Aim of the exercise - Only the count should appear in your answer: how many lines of the data below contain the word "DistanceMatrixProvider"?

(Saved data entries)

= Beginning of Section =

//! OSRM HTTP adapter for road-network travel matrices.

use std::time::Duration;

use serde::Deserialize;

use crate::error::DistanceError;
use crate::model::Location;
use crate::traits::{DistanceMatrixProvider, TravelMatrix};

#[derive(Debug, Clone)]
pub struct OsrmConfig {
    pub base_url: String,
    pub profile: String,
    pub timeout_ms: u64,
}

impl Default for OsrmConfig {
    fn default() -> Self {
        Self {
            base_url: "http://localhost:5000".to_string(),
            profile: "driving".to_string(),
            timeout_ms: 2000,
        }
    }
}

#[derive(Debug, Clone)]
pub struct OsrmClient {
    config: OsrmConfig,
    client: reqwest::blocking::Client,
}

impl OsrmClient {
    pub fn new(config: OsrmConfig) -> Result<Self, DistanceError> {
        let client = reqwest::blocking::Client::builder()
            .timeout(Duration::from_millis(config.timeout_ms))
            .connect_timeout(Duration::from_millis(config.timeout_ms))
            .build()?;

        Ok(Self { config, client })
    }

    fn table_url(&self, locations: &[Location]) -> String {
        let coords = locations
            .iter()
            .map(|location| format!("{:.6},{:.6}", location.lng, location.lat))
            .collect::<Vec<_>>()
            .join(";");

        format!(
            "{}/table/v1/{}/{}?annotations=duration,distance",
            self.config.base_url.trim_end_matches('/'),
            self.config.profile,
            coords
        )
    }
}

impl DistanceMatrixProvider for OsrmClient {
    fn matrix_for(&self, locations: &[Location]) -> Result<TravelMatrix, DistanceError> {
        if locations.is_empty() {
            return Ok(TravelMatrix::default());
        }

        let body = self
            .client
            .get(self.table_url(locations))
            .send()
            .and_then(|resp| resp.error_for_status())
            .and_then(|resp| resp.json::<OsrmTableResponse>())?;

        body.into_matrix(locations.len())
    }
}

#[derive(Debug, Deserialize)]
struct OsrmTableResponse {
    code: String,
    durations: Option<Vec<Vec<Option<f64>>>>,
    distances: Option<Vec<Vec<Option<f64>>>>,
}

impl OsrmTableResponse {
    fn into_matrix(self, expected: usize) -> Result<TravelMatrix, DistanceError> {
        if self.code != "Ok" {
            return Err(DistanceError::Service(self.code));
        }

        let durations = convert_rows(self.durations.unwrap_or_default(), expected, |secs| {
            secs.round() as i64
        })?;
        // Distances are optional on older servers; meters to km.
        let distances_km = match self.distances {
            Some(rows) => convert_rows(rows, expected, |meters| meters / 1000.0)?,
            None => vec![vec![0.0; expected]; expected],
        };

        Ok(TravelMatrix {
            durations,
            distances_km,
        })
    }
}

fn convert_rows<T>(
    rows: Vec<Vec<Option<f64>>>,
    expected: usize,
    convert: impl Fn(f64) -> T,
) -> Result<Vec<Vec<T>>, DistanceError> {
    let cols = rows.first().map(Vec::len).unwrap_or(0);
    if rows.len() != expected || rows.iter().any(|row| row.len() != expected) {
        return Err(DistanceError::Dimension {
            rows: rows.len(),
            cols,
            expected,
        });
    }

    rows.into_iter()
        .enumerate()
        .map(|(from, row)| {
            row.into_iter()
                .enumerate()
                .map(|(to, value)| {
                    value
                        .map(&convert)
                        .ok_or(DistanceError::Unreachable { from, to })
                })
                .collect::<Result<Vec<T>, DistanceError>>()
        })
        .collect()
}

= End of Section =

Completed exercise - 2